The Slatest

Rubio Is Starting to Seriously Push the Idea of a Brokered Convention

Marco Rubio visits with diners while stopping for lunch at the Cracker Barrel Old Country restaurant Feb. 11 in Myrtle Beach, South Carolina.

Chip Somodevilla/Getty Images

Asked on Friday whether he is considering using a contested convention to win the Republican nomination, Marco Rubio said that he isn’t—and then left no doubt that he is.

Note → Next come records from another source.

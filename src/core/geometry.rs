//! Disk geometry: the capacity constants every plan is computed against
//!
//! All limits derive from one nominal disk size. The reference values match a
//! double-density Amiga floppy (880 KiB) formatted with the Fast File System.
//!
//! A geometry can be loaded from TOML:
//!
//! ```toml
//! [geometry]
//! disk_size = 901120
//! buffer_space = 15360
//! meta_space_per_file = 2048
//! max_output_name = 30
//! ```

use crate::error::{PlanError, Result};
use crate::naming::chunk_suffix;
use serde::{Deserialize, Serialize};
use std::path::Path;
use tracing::debug;

/// Raw capacity of a double-density ADF (880 KiB)
pub const ADF_DISK_SIZE: u64 = 880 * 1024;

/// Raw capacity of a high-density ADF (1760 KiB)
pub const ADF_HD_DISK_SIZE: u64 = 1760 * 1024;

/// Headroom kept free on every disk
pub const BUFFER_SPACE: u64 = 15 * 1024;

/// Payload ceiling of a double-density ADF
pub const USABLE_SIZE: u64 = ADF_DISK_SIZE - BUFFER_SPACE;

/// Bookkeeping overhead charged per whole file when packing
pub const META_SPACE_PER_FILE: u64 = 2 * 1024;

/// FFS filename and volume label limit
pub const MAX_FFS_FILENAME: usize = 30;

/// Capacity constants for one target medium
#[derive(Debug, Clone, Copy, PartialEq, Eq, Serialize, Deserialize)]
#[serde(default)]
pub struct DiskGeometry {
    /// Raw medium capacity in bytes
    pub disk_size: u64,

    /// Reserved headroom subtracted from `disk_size`
    pub buffer_space: u64,

    /// Per-file overhead charged against the usable size for whole-file packing
    pub meta_space_per_file: u64,

    /// Maximum number of characters in any output name
    pub max_output_name: usize,
}

impl Default for DiskGeometry {
    fn default() -> Self {
        Self::amiga_dd()
    }
}

#[derive(Deserialize)]
struct GeometryFile {
    #[serde(default)]
    geometry: DiskGeometry,
}

impl DiskGeometry {
    /// Double-density 880 KiB floppy (the reference configuration)
    pub const fn amiga_dd() -> Self {
        DiskGeometry {
            disk_size: ADF_DISK_SIZE,
            buffer_space: BUFFER_SPACE,
            meta_space_per_file: META_SPACE_PER_FILE,
            max_output_name: MAX_FFS_FILENAME,
        }
    }

    /// High-density 1760 KiB floppy
    pub const fn amiga_hd() -> Self {
        DiskGeometry {
            disk_size: ADF_HD_DISK_SIZE,
            ..Self::amiga_dd()
        }
    }

    /// Maximum payload per disk, split chunks included
    pub fn usable_size(&self) -> u64 {
        self.disk_size.saturating_sub(self.buffer_space)
    }

    /// Length of the suffix on the last chunk of the largest possible file
    pub fn widest_chunk_suffix(&self) -> usize {
        let max_chunks = u64::MAX.div_ceil(self.usable_size().max(1));
        chunk_suffix(max_chunks - 1).len()
    }

    /// Check that the geometry can hold at least one byte and every chunk name
    pub fn validate(&self) -> Result<()> {
        if self.usable_size() == 0 {
            return Err(PlanError::InvalidGeometry(format!(
                "buffer space ({}) leaves no usable space on a {} byte disk",
                self.buffer_space, self.disk_size
            )));
        }

        // One character of stem plus the widest chunk suffix.
        let min_name = 1 + self.widest_chunk_suffix();
        if self.max_output_name < min_name {
            return Err(PlanError::InvalidGeometry(format!(
                "max output name {} is shorter than {} characters",
                self.max_output_name, min_name
            )));
        }

        Ok(())
    }

    /// Parse a `[geometry]` table; absent fields keep the reference values
    pub fn from_toml_str(source: &str) -> Result<Self> {
        let file: GeometryFile = toml::from_str(source)?;
        file.geometry.validate()?;
        Ok(file.geometry)
    }

    /// Load and validate a geometry file
    pub fn load(path: impl AsRef<Path>) -> Result<Self> {
        debug!("Loading disk geometry from {:?}", path.as_ref());
        let source = std::fs::read_to_string(path)?;
        Self::from_toml_str(&source)
    }
}

#[cfg(test)]
mod tests {
    use super::*;

    #[test]
    fn test_reference_usable_size() {
        let geometry = DiskGeometry::default();
        assert_eq!(geometry.disk_size, 901120);
        assert_eq!(geometry.usable_size(), USABLE_SIZE);
        assert_eq!(USABLE_SIZE, 885760);
        assert_eq!(geometry.meta_space_per_file, 2048);
        assert_eq!(geometry.max_output_name, 30);
    }

    #[test]
    fn test_hd_preset() {
        let geometry = DiskGeometry::amiga_hd();
        assert_eq!(geometry.usable_size(), 1760 * 1024 - 15 * 1024);
        assert!(geometry.validate().is_ok());
    }

    #[test]
    fn test_validate_rejects_no_usable_space() {
        let geometry = DiskGeometry {
            buffer_space: ADF_DISK_SIZE,
            ..DiskGeometry::default()
        };
        assert!(matches!(
            geometry.validate(),
            Err(PlanError::InvalidGeometry(_))
        ));
    }

    #[test]
    fn test_validate_rejects_short_names() {
        // u64::MAX bytes need 20_825_894_230_616 chunks: ".20825894230616"
        assert_eq!(DiskGeometry::default().widest_chunk_suffix(), 15);

        let geometry = DiskGeometry {
            max_output_name: 15,
            ..DiskGeometry::default()
        };
        assert!(geometry.validate().is_err());

        let geometry = DiskGeometry {
            max_output_name: 16,
            ..DiskGeometry::default()
        };
        assert!(geometry.validate().is_ok());
    }

    #[test]
    fn test_validate_accounts_for_chunk_count_on_tiny_disks() {
        let geometry = DiskGeometry {
            disk_size: 100,
            buffer_space: 0,
            meta_space_per_file: 0,
            max_output_name: 5,
        };
        assert!(matches!(
            geometry.validate(),
            Err(PlanError::InvalidGeometry(_))
        ));

        let geometry = DiskGeometry {
            max_output_name: 1 + geometry.widest_chunk_suffix(),
            ..geometry
        };
        assert_eq!(geometry.max_output_name, 20);
        assert!(geometry.validate().is_ok());
    }

    #[test]
    fn test_toml_partial_override() {
        let geometry = DiskGeometry::from_toml_str(
            r#"
            [geometry]
            buffer_space = 0
            max_output_name = 20
            "#,
        )
        .unwrap();

        assert_eq!(geometry.disk_size, ADF_DISK_SIZE);
        assert_eq!(geometry.usable_size(), ADF_DISK_SIZE);
        assert_eq!(geometry.max_output_name, 20);
    }

    #[test]
    fn test_toml_empty_document_is_reference() {
        let geometry = DiskGeometry::from_toml_str("").unwrap();
        assert_eq!(geometry, DiskGeometry::amiga_dd());
    }

    #[test]
    fn test_toml_parse_error() {
        let err = DiskGeometry::from_toml_str("[geometry]\ndisk_size = \"big\"").unwrap_err();
        assert!(matches!(err, PlanError::Config(_)));
    }

    #[test]
    fn test_toml_invalid_geometry() {
        let err = DiskGeometry::from_toml_str("[geometry]\ndisk_size = 1024\nbuffer_space = 2048")
            .unwrap_err();
        assert!(matches!(err, PlanError::InvalidGeometry(_)));
    }
}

“No,” the Florida senator said when asked whether he was “thinking” about the strategy during an interview with CBS News. “But the truth is that it is possible that no one gains the 1,236 delegates that are necessary to win. If you look at the way it’s going now, no one may have that number of delegates—and that, in and of itself, would trigger a convention in which, after the first round, delegates are free to vote for whomever they want. I would not prefer that to be the case. I would much rather just have someone win the nomination and end this process—but not a con artist like Donald Trump.”

Rubio’s correct: It is possible that no Republican wins a majority of the delegates, and if no candidate has the votes to win during the first round at this summer’s convention, the delegates really would be free to vote for whomever they want in the second—be it Rubio, Mitt Romney, Paul Ryan, or anyone else their conservative hearts desire. (Also: Donald Trump really is a con artist.) As my colleague Jim Newell explained when the contested convention speculation first bubbled up back in December—ahead of its quadrennial schedule—a contested convention, while still incredibly unlikely, is at least slightly more plausible than it normally would be given how much the Republican Party dreads seeing Trump on stage when the red, white, and blue balloons come down in Ohio this summer. A contested convention would be a messy affair that could last days, but a Trump nomination would be a messier affair that would last far longer.

Still, it’s remarkable that Rubio is willing to talk so openly about what is the narrowest path to a presidential nomination one could draw up. A contested nomination is not how a major candidate dreams of becoming their party’s standard-bearer; it’s how the twice-departed Rick Perry does.

For Rubio and the Republican establishment (sans Chris Christie!) that has finally decided to rally around him, a contested convention may be the only hope of stopping Trump. Gaming out the delegate race this early in the year is difficult—particularly since so many states award delegates based on some rather hard-to-follow formulas—but the Washington Post’s Chris Cillizza and NBC’s Meet the Press team gave it their best shots recently. Both came to similar conclusions. “[T]he cake is very, very close to being baked for Trump on the delegate math,” Cillizza wrote before the Donald’s runaway win in Nevada this week. “Something cataclysmic is going to have to happen—and soon.” NBC News came to a similar conclusion on Friday after doing its own back-of-the-envelope math: There are “[o]nly two possible delegate outcomes: 1) Trump as nominee or 2) a contested convention.”

I agree that Trump now looks like a juggernaut, but he needs to keep it up for a few more weeks before he can be considered the presumptive nominee. Despite dominating the opening rounds of 2016, Trump only has about 7 percent of the delegates he’d need to secure the nomination. While the billionaire will add to his total next week—when roughly half of the needed delegates are up for grabs—none of the Super Tuesday contests are winner-take-all affairs, meaning if the contests play out like the previous ones have, Rubio and Ted Cruz should win enough delegates to stay within sight of Trump. It could be a different story two weeks later, though, when the winner-take-all contests begin in places like Ohio and Florida, where Trump doesn’t only lead, he’s running ahead of his national average.

Rubio maintains that he’ll still win his home state, despite the fact that Trump has led every major public poll in Florida taken since the start of November, save for one outlier that showed him down a scant two points to … Cruz. (The RealClearPolitics average has Trump up 13 points on Cruz and 17 points on Rubio.) If Rubio can’t win at home, he’ll have little chance of forcing the floor fight he’ll need this summer to win the nomination, both because Trump would be on his way to an insurmountable delegate lead and because even the most die-hard Rubio fans would start to give up hope.

Still, it’s in his best interest to keep that pipe dream alive for now, since every Trump-hating Republican who still believes a miracle is possible is one more Republican who will consider cutting a check to pay for it. That’s no doubt why one of Rubio’s top advisers has, according to CNN, been showing major donors a PowerPoint presentation that reveals a contested convention as one of Rubio’s two paths to the nomination. The other path, as you’d imagine, involves the GOP’s appointed savior actually winning outside his own backyard.